Symposium: The Contemporary Family

Encumbered womanhood

Jui-Shan Chang, University of Melbourne

Susan Maushart Wifework: What Marriage Really Means for Women, Melbourne, Text Publishing, 2002 (268 pp). ISBN 1-87700-818-4 (paperback) RRP $19.95.

Elisabeth Beck-Gernsheim Re-Inventing the Family: In Search of New Lifestyles, Cambridge, Polity Press 2002 (170 pp). ISBN 0-74562-214-3 (paperback) RRP $58.25.

An emerging tradition in sociology might be termed ‘funeral sociology’, for it informs modern readers that in post-modernity we are witnessing the ‘death’ of the family, of community, civil society, learning, and citizenship, to mention but a few. Modern times were ushered into being with the announcement that ‘God is dead’. Since then, institutions seem to be dying too. Many institutions that might have enabled people to take charge of a new social order of industry and individualism have themselves left a wake of problems and frustrations.

Two recent books on marriage and family in the secular West do not so much announce the death of the family, as diagnose a pervasive malaise. Both offer feminist diagnoses of social relations: conventional gender roles persist, and wives, even when working, still do more housework than their husbands. Both offer the same remedy: men will have to do more to redress imbalances in the way men and women live out a marital journey. They pose ‘solutions’ in terms of raising awareness and (re)socialising men to do more housework.

These diagnoses and solutions have significant policy implications, ranging from educational initiatives to socialise boys, to encouragements and inducement for women to be more assertive about familial imbalances, and they gesture towards increased surveillance of on-going gender power disparities. Yet both authors do little to probe how culturally specific the expression of these problems in gender relations might be. Our global context gives us the opportunity to see how other cultures have reacted to modernisation and, in the process, filtered out aspects of Western culture while adapting to the structures of capitalism.

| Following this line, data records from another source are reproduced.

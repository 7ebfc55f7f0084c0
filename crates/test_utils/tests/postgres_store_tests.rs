//! PostgreSQL store tests
//!
//! These run against a real container and are ignored by default:
//! `cargo test -p test_utils -- --ignored` on a host with Docker.

use std::sync::Arc;

use core_kernel::FixedClock;
use domain_relief::{Holder, ReliefRegistry, Supply};
use infra_db::repositories::{NewAllocation, NewSupply};
use infra_db::{MemoryFailureLog, PersistenceGateway, ReliefStore};
use test_utils::{db_test, DateFixtures, LocationFixtures, PersonBuilder};

db_test!(test_person_natural_key_matches_null_last_name, |db| {
    let store = db.store();
    let row = PersonBuilder::new("Jessica").row();

    let key = store.insert_person(&row).await.unwrap();
    assert_eq!(store.find_person("Jessica", None).await.unwrap(), Some(key));
    assert_eq!(store.find_person("Jessica", Some("Smith")).await.unwrap(), None);
});

db_test!(test_allocation_needs_exactly_one_holder, |db| {
    let store = db.store();
    let supply_id = store
        .insert_supply(&NewSupply {
            supply_type: "water".to_string(),
            quantity: 1,
            comments: None,
        })
        .await
        .unwrap();

    let err = store
        .insert_allocation(&NewAllocation {
            supply_id,
            person_id: None,
            location_id: None,
            allocation_date: DateFixtures::intake_start(),
        })
        .await
        .unwrap_err();
    assert!(err.is_constraint_violation());
});

db_test!(test_negative_quantity_rejected, |db| {
    let err = db
        .store()
        .insert_supply(&NewSupply {
            supply_type: "Blanket".to_string(),
            quantity: -1,
            comments: None,
        })
        .await
        .unwrap_err();
    assert!(err.is_constraint_violation());
});

db_test!(test_gateway_round_trip_and_sweep, |db| {
    let clock = Arc::new(FixedClock::new(DateFixtures::ymd(2025, 1, 1)));
    let mut registry = ReliefRegistry::new(clock.clone());
    let mut gateway = PersistenceGateway::new(db.store(), MemoryFailureLog::new(), clock.clone());

    let shelter = registry.add_location(LocationFixtures::community_centre());
    let freda = PersonBuilder::new("Freda")
        .entry_date("2025-01-01")
        .register(&mut registry)
        .unwrap();
    let water = registry.add_stock(Supply::water(1));

    assert!(gateway.save_location(registry.location(shelter).unwrap()).await);
    assert!(gateway.save_person(registry.person(freda).unwrap()).await);
    assert!(gateway.save_supply(registry.supply(water).unwrap()).await);
    let event = registry
        .allocate(water, Holder::Unowned, Holder::Person(freda))
        .unwrap();
    assert!(gateway.record_allocation(&registry, &event).await);

    let mut loaded = ReliefRegistry::new(clock.clone());
    let report = gateway.load_into(&mut loaded).await;
    assert_eq!(report.persons, 1);
    assert_eq!(
        loaded.find_person_by_name("Freda", None).unwrap().supplies().len(),
        1
    );

    clock.set(DateFixtures::ymd(2025, 1, 3));
    let mut swept = ReliefRegistry::new(clock);
    let report = gateway.load_into(&mut swept).await;
    assert_eq!(report.expired_allocations_removed, 1);
    assert_eq!(swept.stock().len(), 1);
    assert!(gateway.diagnostics().is_empty());
});

#[tokio::test]
#[ignore = "requires docker"]
async fn test_clear_data_restarts_keys() {
    let db = test_utils::get_shared_test_database().await;
    db.clear_data().await.unwrap();
    let store = db.store();

    let first = store.insert_person(&PersonBuilder::new("Freda").row()).await.unwrap();
    db.clear_data().await.unwrap();
    let count: i64 = sqlx::query_scalar("SELECT COUNT(*) FROM person")
        .fetch_one(db.pool())
        .await
        .unwrap();
    assert_eq!(count, 0);

    let again = store.insert_person(&PersonBuilder::new("Jane").row()).await.unwrap();
    assert_eq!(first, again);
}
//! The relief registry
//!
//! [`ReliefRegistry`] owns every entity of an intake session together with
//! the identity sequence and the clock. Entities refer to each other by
//! identifier; all cross-entity mutation goes through the registry so that
//! family membership, occupancy and supply ownership stay consistent.

use chrono::NaiveDate;
use std::collections::BTreeMap;
use std::sync::Arc;
use tracing::debug;

use core_kernel::{Clock, IdentitySequence, InquiryId, LocationId, PersonId, SystemClock};

use crate::error::ReliefError;
use crate::family::FamilyGroup;
use crate::inquiry::Inquiry;
use crate::location::Location;
use crate::medical::MedicalRecord;
use crate::person::Person;
use crate::supply::Supply;

/// In-memory context for one intake session
#[derive(Debug)]
pub struct ReliefRegistry {
    ids: IdentitySequence,
    clock: Arc<dyn Clock>,
    pub(crate) persons: BTreeMap<PersonId, Person>,
    pub(crate) locations: BTreeMap<LocationId, Location>,
    family_groups: BTreeMap<String, FamilyGroup>,
    pub(crate) stock: Vec<Supply>,
    inquiries: Vec<Inquiry>,
}

impl Default for ReliefRegistry {
    fn default() -> Self {
        Self::new(Arc::new(SystemClock))
    }
}

impl ReliefRegistry {
    pub fn new(clock: Arc<dyn Clock>) -> Self {
        Self {
            ids: IdentitySequence::new(),
            clock,
            persons: BTreeMap::new(),
            locations: BTreeMap::new(),
            family_groups: BTreeMap::new(),
            stock: Vec::new(),
            inquiries: Vec::new(),
        }
    }

    /// Identity sequence used for every person built for this registry
    pub fn ids(&self) -> &IdentitySequence {
        &self.ids
    }

    pub fn clock(&self) -> &Arc<dyn Clock> {
        &self.clock
    }

    pub fn today(&self) -> NaiveDate {
        self.clock.today()
    }

    // ------------------------------------------------------------------
    // Persons
    // ------------------------------------------------------------------

    /// Creates and registers a person from a first name and entry date
    pub fn register_person(
        &mut self,
        first_name: impl Into<String>,
        entry_date: &str,
    ) -> Result<PersonId, ReliefError> {
        let person = Person::new(&self.ids, first_name, entry_date)?;
        self.adopt_person(person)
    }

    /// Takes ownership of a person built with [`Self::ids`].
    ///
    /// Detached persons never carry a family group; join one afterwards
    /// with [`Self::add_family_member`].
    pub fn adopt_person(&mut self, person: Person) -> Result<PersonId, ReliefError> {
        let id = person.id();
        if self.persons.contains_key(&id) {
            return Err(ReliefError::DuplicatePerson(id));
        }
        self.persons.insert(id, person);

        debug!(person = %id, "Person registered");
        Ok(id)
    }

    pub fn person(&self, id: PersonId) -> Option<&Person> {
        self.persons.get(&id)
    }

    pub fn person_mut(&mut self, id: PersonId) -> Option<&mut Person> {
        self.persons.get_mut(&id)
    }

    /// Registered persons in identifier order
    pub fn persons(&self) -> impl Iterator<Item = &Person> {
        self.persons.values()
    }

    pub fn person_count(&self) -> usize {
        self.persons.len()
    }

    /// First person whose first and last name match exactly
    pub fn find_person_by_name(&self, first_name: &str, last_name: Option<&str>) -> Option<&Person> {
        self.persons
            .values()
            .find(|p| p.first_name() == first_name && p.last_name() == last_name)
    }

    /// Removes a person, clearing their family membership and occupancy.
    ///
    /// The person is returned with whatever supplies they still hold.
    pub fn remove_person(&mut self, id: PersonId) -> Result<Person, ReliefError> {
        let mut person = self
            .persons
            .remove(&id)
            .ok_or(ReliefError::PersonNotFound(id))?;

        if let Some(group) = person.family_group().map(str::to_string) {
            if let Some(group) = self.family_groups.get_mut(&group) {
                group.remove(id);
            }
            person.set_family_group(None);
        }
        for location in self.locations.values_mut() {
            location.remove_occupant(id);
        }

        debug!(person = %id, "Person removed");
        Ok(person)
    }

    pub(crate) fn require_person(&self, id: PersonId) -> Result<&Person, ReliefError> {
        self.persons.get(&id).ok_or(ReliefError::PersonNotFound(id))
    }

    pub(crate) fn require_person_mut(&mut self, id: PersonId) -> Result<&mut Person, ReliefError> {
        self.persons
            .get_mut(&id)
            .ok_or(ReliefError::PersonNotFound(id))
    }

    /// Adds a medical record to a person; the treating location must exist
    pub fn add_medical_record(
        &mut self,
        person: PersonId,
        record: MedicalRecord,
    ) -> Result<(), ReliefError> {
        self.require_location(record.location())?;
        self.require_person_mut(person)?.add_medical_record(record);
        Ok(())
    }

    // ------------------------------------------------------------------
    // Locations
    // ------------------------------------------------------------------

    pub fn add_location(&mut self, location: Location) -> LocationId {
        let id = location.id();
        debug!(location = %id, name = location.name(), "Location added");
        self.locations.insert(id, location);
        id
    }

    pub fn location(&self, id: LocationId) -> Option<&Location> {
        self.locations.get(&id)
    }

    pub fn location_mut(&mut self, id: LocationId) -> Option<&mut Location> {
        self.locations.get_mut(&id)
    }

    pub fn locations(&self) -> impl Iterator<Item = &Location> {
        self.locations.values()
    }

    pub fn location_count(&self) -> usize {
        self.locations.len()
    }

    pub fn find_location_by_name(&self, name: &str) -> Option<&Location> {
        self.locations.values().find(|l| l.name() == name)
    }

    pub(crate) fn require_location(&self, id: LocationId) -> Result<&Location, ReliefError> {
        self.locations
            .get(&id)
            .ok_or(ReliefError::LocationNotFound(id))
    }

    pub(crate) fn require_location_mut(
        &mut self,
        id: LocationId,
    ) -> Result<&mut Location, ReliefError> {
        self.locations
            .get_mut(&id)
            .ok_or(ReliefError::LocationNotFound(id))
    }

    /// Records a person as an occupant of a location
    pub fn assign_occupant(
        &mut self,
        location: LocationId,
        person: PersonId,
    ) -> Result<(), ReliefError> {
        self.require_person(person)?;
        self.require_location_mut(location)?.add_occupant(person);
        Ok(())
    }

    pub fn remove_occupant(
        &mut self,
        location: LocationId,
        person: PersonId,
    ) -> Result<bool, ReliefError> {
        Ok(self.require_location_mut(location)?.remove_occupant(person))
    }

    // ------------------------------------------------------------------
    // Family groups
    // ------------------------------------------------------------------

    pub fn create_family_group(&mut self, id: impl Into<String>) -> Result<(), ReliefError> {
        let id = id.into();
        if self.family_groups.contains_key(&id) {
            return Err(ReliefError::DuplicateFamilyGroup(id));
        }
        self.family_groups.insert(id.clone(), FamilyGroup::new(id));
        Ok(())
    }

    pub fn family_group(&self, id: &str) -> Option<&FamilyGroup> {
        self.family_groups.get(id)
    }

    pub fn family_groups(&self) -> impl Iterator<Item = &FamilyGroup> {
        self.family_groups.values()
    }

    /// Group the person currently belongs to
    pub fn family_of(&self, person: PersonId) -> Option<&FamilyGroup> {
        let group = self.persons.get(&person)?.family_group()?;
        self.family_groups.get(group)
    }

    /// Adds a person to a group.
    ///
    /// A person already in another group is moved out of it first, so they
    /// end up in this group only.
    pub fn add_family_member(&mut self, group: &str, person: PersonId) -> Result<(), ReliefError> {
        if !self.family_groups.contains_key(group) {
            return Err(ReliefError::FamilyGroupNotFound(group.to_string()));
        }
        let previous = self
            .require_person(person)?
            .family_group()
            .map(str::to_string);

        if let Some(previous) = previous.filter(|g| g != group) {
            if let Some(old) = self.family_groups.get_mut(&previous) {
                old.remove(person);
                debug!(person = %person, from = %previous, to = group, "Family member transferred");
            }
        }

        if let Some(target) = self.family_groups.get_mut(group) {
            target.insert(person);
        }
        self.require_person_mut(person)?
            .set_family_group(Some(group.to_string()));
        Ok(())
    }

    /// Removes a person from a group; returns false if they were not in it
    pub fn remove_family_member(&mut self, group: &str, person: PersonId) -> Result<bool, ReliefError> {
        let target = self
            .family_groups
            .get_mut(group)
            .ok_or_else(|| ReliefError::FamilyGroupNotFound(group.to_string()))?;
        if !target.remove(person) {
            return Ok(false);
        }
        if let Some(p) = self.persons.get_mut(&person) {
            p.set_family_group(None);
        }
        Ok(true)
    }

    /// Deletes a group and clears the back-reference of every member
    pub fn remove_family_group(&mut self, id: &str) -> Result<FamilyGroup, ReliefError> {
        let group = self
            .family_groups
            .remove(id)
            .ok_or_else(|| ReliefError::FamilyGroupNotFound(id.to_string()))?;
        for member in group.members() {
            if let Some(p) = self.persons.get_mut(member) {
                p.set_family_group(None);
            }
        }
        Ok(group)
    }

    /// Changes a group's identifier, updating every member
    pub fn rename_family_group(&mut self, id: &str, new_id: impl Into<String>) -> Result<(), ReliefError> {
        let new_id = new_id.into();
        if new_id == id {
            return Ok(());
        }
        if self.family_groups.contains_key(&new_id) {
            return Err(ReliefError::DuplicateFamilyGroup(new_id));
        }
        let mut group = self
            .family_groups
            .remove(id)
            .ok_or_else(|| ReliefError::FamilyGroupNotFound(id.to_string()))?;

        group.set_id(new_id.clone());
        for member in group.members() {
            if let Some(p) = self.persons.get_mut(member) {
                p.set_family_group(Some(new_id.clone()));
            }
        }
        self.family_groups.insert(new_id, group);
        Ok(())
    }

    // ------------------------------------------------------------------
    // Inquiries
    // ------------------------------------------------------------------

    /// Files an inquiry; the missing person and last known location must be
    /// registered
    pub fn add_inquiry(&mut self, inquiry: Inquiry) -> Result<InquiryId, ReliefError> {
        self.require_person(inquiry.missing_person())?;
        self.require_location(inquiry.last_known_location())?;
        if let Some(inquirer) = inquiry.inquirer().person() {
            self.require_person(inquirer)?;
        }
        let id = inquiry.id();
        self.inquiries.push(inquiry);
        Ok(id)
    }

    /// Inquiries in filing order
    pub fn inquiries(&self) -> &[Inquiry] {
        &self.inquiries
    }

    pub fn inquiry(&self, id: InquiryId) -> Option<&Inquiry> {
        self.inquiries.iter().find(|i| i.id() == id)
    }

    pub fn inquiry_mut(&mut self, id: InquiryId) -> Option<&mut Inquiry> {
        self.inquiries.iter_mut().find(|i| i.id() == id)
    }

    /// Log summary of an inquiry with names resolved from the registry
    pub fn inquiry_log_details(&self, id: InquiryId) -> Result<String, ReliefError> {
        let inquiry = self.inquiry(id).ok_or(ReliefError::InquiryNotFound(id))?;
        let missing = self.require_person(inquiry.missing_person())?;
        let location = self.require_location(inquiry.last_known_location())?;
        Ok(inquiry.log_details(missing, location))
    }
}

#[cfg(test)]
mod tests {
    use super::*;
    use core_kernel::FixedClock;

    fn registry() -> ReliefRegistry {
        let today = NaiveDate::from_ymd_opt(2025, 1, 20).unwrap();
        ReliefRegistry::new(Arc::new(FixedClock::new(today)))
    }

    #[test]
    fn test_register_assigns_increasing_ids() {
        let mut registry = registry();
        let a = registry.register_person("Freda", "2025-01-18").unwrap();
        let b = registry.register_person("Jane", "2025-01-19").unwrap();
        assert!(a < b);
        assert_eq!(registry.person_count(), 2);
    }

    #[test]
    fn test_adopted_person_joins_no_group() {
        let mut registry = registry();
        let person = Person::new(registry.ids(), "Freda", "2025-01-18").unwrap();
        let id = registry.adopt_person(person).unwrap();

        assert_eq!(registry.person(id).unwrap().family_group(), None);
        assert_eq!(registry.family_groups().count(), 0);

        registry.create_family_group("A").unwrap();
        registry.add_family_member("A", id).unwrap();
        assert_eq!(registry.person(id).unwrap().family_group(), Some("A"));
    }

    #[test]
    fn test_family_transfer() {
        let mut registry = registry();
        let person = registry.register_person("Freda", "2025-01-18").unwrap();
        registry.create_family_group("A").unwrap();
        registry.create_family_group("B").unwrap();

        registry.add_family_member("A", person).unwrap();
        registry.add_family_member("B", person).unwrap();

        assert!(!registry.family_group("A").unwrap().contains(person));
        assert!(registry.family_group("B").unwrap().contains(person));
        assert_eq!(registry.person(person).unwrap().family_group(), Some("B"));
    }

    #[test]
    fn test_remove_person_clears_references() {
        let mut registry = registry();
        let person = registry.register_person("Freda", "2025-01-18").unwrap();
        let shelter = registry.add_location(Location::new("Shelter A", "123 Main St"));
        registry.create_family_group("A").unwrap();
        registry.add_family_member("A", person).unwrap();
        registry.assign_occupant(shelter, person).unwrap();

        let removed = registry.remove_person(person).unwrap();

        assert_eq!(removed.family_group(), None);
        assert!(registry.family_group("A").unwrap().is_empty());
        assert!(registry.location(shelter).unwrap().occupants().is_empty());
        assert!(registry.remove_person(person).unwrap_err().is_not_found());
    }

    #[test]
    fn test_rename_family_group_updates_members() {
        let mut registry = registry();
        let person = registry.register_person("Freda", "2025-01-18").unwrap();
        registry.create_family_group("A").unwrap();
        registry.add_family_member("A", person).unwrap();

        registry.rename_family_group("A", "Smith").unwrap();

        assert!(registry.family_group("A").is_none());
        assert_eq!(registry.family_of(person).unwrap().id(), "Smith");
    }

    #[test]
    fn test_medical_record_requires_known_location() {
        let mut registry = registry();
        let person = registry.register_person("Freda", "2025-01-18").unwrap();
        let record = MedicalRecord::new(LocationId::new(), "2025-01-19", "Stitches").unwrap();
        assert!(matches!(
            registry.add_medical_record(person, record),
            Err(ReliefError::LocationNotFound(_))
        ));
    }
}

Susan Maushart’s Wifework makes gripping reading — it’s alive to the foibles, fashion, and frenzies that make up the role of ‘wife’. The core issue for Maushart is that deep inequities persist within the marriage bond: it’s a bond of comfort for men but, alas, bondage for women. She writes ‘As Dalma Heyn has observed, compared to single women, wives suffer “more nervous breakdown, inertia, loneliness, unhappiness with their looks, more insomnia, nervousness and nightmares; more phobias; more feelings of incompetence, guilt, shame and low self-esteem”’ (p. 5). Women may have become assertive at work, but they find they cannot easily raise matters about equity at home. Women have compromised. They have settled for what Maushart call ‘pseudo-mutuality’ and have yet to fully enjoy real mutuality. Maushart goes so far as to surmise that men, who indeed discover on a second marriage that, by doing more they obtain more satisfaction, could not see this trade-off earlier because in the end, the inequities suit them:

There is some evidence to suggest that by a man’s second or subsequent marriage he will be much more likely to give true mutuality a try … The irony is that equality probably is a better deal for men, too: psychologically emotionally, and spiritually. Unfortunately, inequality ain’t bad either — and no man has to lift a finger to achieve it (p. 197).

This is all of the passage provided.